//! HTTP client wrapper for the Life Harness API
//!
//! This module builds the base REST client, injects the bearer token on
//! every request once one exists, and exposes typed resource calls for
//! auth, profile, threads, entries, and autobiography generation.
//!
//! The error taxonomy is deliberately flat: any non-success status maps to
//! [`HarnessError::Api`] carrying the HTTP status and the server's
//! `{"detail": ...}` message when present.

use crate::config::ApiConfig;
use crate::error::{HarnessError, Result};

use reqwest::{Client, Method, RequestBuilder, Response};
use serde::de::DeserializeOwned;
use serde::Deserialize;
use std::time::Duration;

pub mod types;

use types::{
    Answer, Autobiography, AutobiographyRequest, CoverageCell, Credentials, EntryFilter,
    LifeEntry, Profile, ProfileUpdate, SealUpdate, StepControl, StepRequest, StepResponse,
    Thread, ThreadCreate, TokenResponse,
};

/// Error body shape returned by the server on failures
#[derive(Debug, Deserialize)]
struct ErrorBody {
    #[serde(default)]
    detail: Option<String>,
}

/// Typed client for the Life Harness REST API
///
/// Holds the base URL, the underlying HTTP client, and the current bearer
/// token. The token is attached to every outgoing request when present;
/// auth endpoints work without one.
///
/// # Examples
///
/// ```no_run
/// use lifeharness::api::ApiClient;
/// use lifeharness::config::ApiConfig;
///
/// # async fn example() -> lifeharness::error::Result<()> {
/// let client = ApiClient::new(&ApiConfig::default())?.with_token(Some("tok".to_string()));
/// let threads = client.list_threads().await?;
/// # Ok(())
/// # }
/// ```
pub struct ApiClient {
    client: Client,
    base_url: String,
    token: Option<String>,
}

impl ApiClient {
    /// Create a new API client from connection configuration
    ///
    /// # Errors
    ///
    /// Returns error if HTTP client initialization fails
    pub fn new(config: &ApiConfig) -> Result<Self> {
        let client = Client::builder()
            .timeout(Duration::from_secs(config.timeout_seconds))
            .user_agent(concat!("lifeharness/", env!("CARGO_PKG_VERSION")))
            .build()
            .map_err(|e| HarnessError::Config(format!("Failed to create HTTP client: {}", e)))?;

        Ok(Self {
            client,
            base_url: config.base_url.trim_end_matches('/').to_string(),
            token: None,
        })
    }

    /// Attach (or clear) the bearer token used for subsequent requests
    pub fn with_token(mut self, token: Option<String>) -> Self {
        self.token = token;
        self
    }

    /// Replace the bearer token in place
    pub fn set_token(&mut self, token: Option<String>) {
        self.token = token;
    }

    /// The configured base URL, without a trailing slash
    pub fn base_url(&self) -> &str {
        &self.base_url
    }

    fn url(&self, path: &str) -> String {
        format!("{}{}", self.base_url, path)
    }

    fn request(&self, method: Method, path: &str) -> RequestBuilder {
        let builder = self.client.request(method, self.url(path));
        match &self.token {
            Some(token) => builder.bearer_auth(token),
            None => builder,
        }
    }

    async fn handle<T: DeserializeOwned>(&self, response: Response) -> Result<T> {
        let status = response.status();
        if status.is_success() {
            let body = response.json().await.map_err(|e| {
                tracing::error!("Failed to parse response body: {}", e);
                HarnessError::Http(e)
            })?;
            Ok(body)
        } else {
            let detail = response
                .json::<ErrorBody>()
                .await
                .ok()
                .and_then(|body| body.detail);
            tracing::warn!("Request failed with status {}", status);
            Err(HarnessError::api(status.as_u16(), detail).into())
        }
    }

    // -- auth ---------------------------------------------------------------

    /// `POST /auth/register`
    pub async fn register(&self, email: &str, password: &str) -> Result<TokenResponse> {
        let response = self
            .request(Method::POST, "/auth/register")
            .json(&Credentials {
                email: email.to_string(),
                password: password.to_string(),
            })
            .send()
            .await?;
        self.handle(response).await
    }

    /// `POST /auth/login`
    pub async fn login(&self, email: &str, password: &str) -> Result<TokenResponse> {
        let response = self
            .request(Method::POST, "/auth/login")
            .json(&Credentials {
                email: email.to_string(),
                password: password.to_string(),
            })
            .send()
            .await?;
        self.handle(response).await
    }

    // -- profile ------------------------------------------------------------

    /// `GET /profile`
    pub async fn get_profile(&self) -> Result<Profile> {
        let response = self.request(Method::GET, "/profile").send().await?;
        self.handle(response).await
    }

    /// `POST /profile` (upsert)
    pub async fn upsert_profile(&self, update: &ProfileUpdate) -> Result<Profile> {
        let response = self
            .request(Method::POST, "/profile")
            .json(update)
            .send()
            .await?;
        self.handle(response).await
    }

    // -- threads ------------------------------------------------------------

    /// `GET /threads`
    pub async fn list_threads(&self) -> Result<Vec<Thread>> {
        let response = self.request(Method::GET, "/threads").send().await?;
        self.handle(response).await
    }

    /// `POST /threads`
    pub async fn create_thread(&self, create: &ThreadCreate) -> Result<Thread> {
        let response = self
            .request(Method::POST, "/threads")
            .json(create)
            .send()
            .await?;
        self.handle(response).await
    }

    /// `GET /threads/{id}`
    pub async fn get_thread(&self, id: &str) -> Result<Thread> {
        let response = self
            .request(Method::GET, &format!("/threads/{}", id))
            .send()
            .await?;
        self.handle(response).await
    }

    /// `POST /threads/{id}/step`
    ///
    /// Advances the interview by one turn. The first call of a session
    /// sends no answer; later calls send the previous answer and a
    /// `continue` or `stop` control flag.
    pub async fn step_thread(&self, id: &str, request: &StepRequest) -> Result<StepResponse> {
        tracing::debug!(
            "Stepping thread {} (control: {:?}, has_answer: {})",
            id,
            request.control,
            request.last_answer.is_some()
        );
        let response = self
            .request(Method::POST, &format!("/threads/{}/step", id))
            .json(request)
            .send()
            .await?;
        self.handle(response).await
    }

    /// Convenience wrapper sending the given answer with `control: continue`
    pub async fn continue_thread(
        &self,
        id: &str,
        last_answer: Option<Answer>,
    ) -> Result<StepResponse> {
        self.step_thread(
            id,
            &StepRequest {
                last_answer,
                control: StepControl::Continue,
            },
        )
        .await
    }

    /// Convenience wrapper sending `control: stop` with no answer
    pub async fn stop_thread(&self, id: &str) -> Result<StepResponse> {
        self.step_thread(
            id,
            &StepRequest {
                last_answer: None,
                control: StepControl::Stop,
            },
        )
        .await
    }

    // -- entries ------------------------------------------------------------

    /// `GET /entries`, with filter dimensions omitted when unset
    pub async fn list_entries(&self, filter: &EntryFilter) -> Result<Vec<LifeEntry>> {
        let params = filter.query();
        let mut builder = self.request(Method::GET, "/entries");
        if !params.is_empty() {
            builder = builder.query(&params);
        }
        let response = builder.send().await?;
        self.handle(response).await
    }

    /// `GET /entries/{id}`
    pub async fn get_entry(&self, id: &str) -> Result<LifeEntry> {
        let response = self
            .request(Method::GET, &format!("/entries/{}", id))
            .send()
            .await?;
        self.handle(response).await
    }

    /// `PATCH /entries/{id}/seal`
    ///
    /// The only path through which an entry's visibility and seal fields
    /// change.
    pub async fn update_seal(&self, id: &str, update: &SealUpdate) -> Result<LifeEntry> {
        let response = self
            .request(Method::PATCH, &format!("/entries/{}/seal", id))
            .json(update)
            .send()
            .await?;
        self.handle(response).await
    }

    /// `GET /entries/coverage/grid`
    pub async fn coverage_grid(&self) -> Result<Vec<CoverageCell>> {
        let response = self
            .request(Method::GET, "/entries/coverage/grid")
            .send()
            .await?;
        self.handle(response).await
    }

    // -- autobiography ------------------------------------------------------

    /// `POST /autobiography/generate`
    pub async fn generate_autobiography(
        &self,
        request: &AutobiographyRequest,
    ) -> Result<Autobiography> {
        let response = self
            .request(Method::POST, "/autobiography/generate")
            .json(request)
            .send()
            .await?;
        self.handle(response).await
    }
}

========

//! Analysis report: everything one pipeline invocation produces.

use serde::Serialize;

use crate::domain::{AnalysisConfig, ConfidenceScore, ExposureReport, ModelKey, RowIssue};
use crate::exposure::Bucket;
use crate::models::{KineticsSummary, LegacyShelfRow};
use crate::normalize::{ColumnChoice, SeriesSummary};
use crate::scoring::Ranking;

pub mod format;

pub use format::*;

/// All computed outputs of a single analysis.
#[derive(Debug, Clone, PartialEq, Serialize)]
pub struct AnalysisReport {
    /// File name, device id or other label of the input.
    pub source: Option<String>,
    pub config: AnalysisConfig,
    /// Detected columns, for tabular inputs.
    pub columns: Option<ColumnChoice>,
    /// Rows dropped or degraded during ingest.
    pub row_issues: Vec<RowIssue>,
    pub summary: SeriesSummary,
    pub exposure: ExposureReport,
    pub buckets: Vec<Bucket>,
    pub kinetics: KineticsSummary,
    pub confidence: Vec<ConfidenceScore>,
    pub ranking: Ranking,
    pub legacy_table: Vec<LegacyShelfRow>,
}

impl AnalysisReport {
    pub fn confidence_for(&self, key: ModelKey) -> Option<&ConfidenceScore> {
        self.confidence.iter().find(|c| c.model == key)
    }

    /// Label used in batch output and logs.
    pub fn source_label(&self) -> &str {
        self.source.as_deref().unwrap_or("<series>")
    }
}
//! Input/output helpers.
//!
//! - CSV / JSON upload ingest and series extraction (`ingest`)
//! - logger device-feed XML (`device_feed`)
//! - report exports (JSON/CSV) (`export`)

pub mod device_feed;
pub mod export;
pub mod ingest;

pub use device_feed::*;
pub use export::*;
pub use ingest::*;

========

**Task requirements**
What do the lines above say from the one containing "use crate::exposure::Bucket;" down to the one containing "- logger device-feed"? Return them exactly, both end lines included, and only them.

**Task output**
use crate::exposure::Bucket;
use crate::models::{KineticsSummary, LegacyShelfRow};
use crate::normalize::{ColumnChoice, SeriesSummary};
use crate::scoring::Ranking;

pub mod format;

pub use format::*;

/// All computed outputs of a single analysis.
#[derive(Debug, Clone, PartialEq, Serialize)]
pub struct AnalysisReport {
    /// File name, device id or other label of the input.
    pub source: Option<String>,
    pub config: AnalysisConfig,
    /// Detected columns, for tabular inputs.
    pub columns: Option<ColumnChoice>,
    /// Rows dropped or degraded during ingest.
    pub row_issues: Vec<RowIssue>,
    pub summary: SeriesSummary,
    pub exposure: ExposureReport,
    pub buckets: Vec<Bucket>,
    pub kinetics: KineticsSummary,
    pub confidence: Vec<ConfidenceScore>,
    pub ranking: Ranking,
    pub legacy_table: Vec<LegacyShelfRow>,
}

impl AnalysisReport {
    pub fn confidence_for(&self, key: ModelKey) -> Option<&ConfidenceScore> {
        self.confidence.iter().find(|c| c.model == key)
    }

    /// Label used in batch output and logs.
    pub fn source_label(&self) -> &str {
        self.source.as_deref().unwrap_or("<series>")
    }
}
//! Input/output helpers.
//!
//! - CSV / JSON upload ingest and series extraction (`ingest`)
//! - logger device-feed XML (`device_feed`)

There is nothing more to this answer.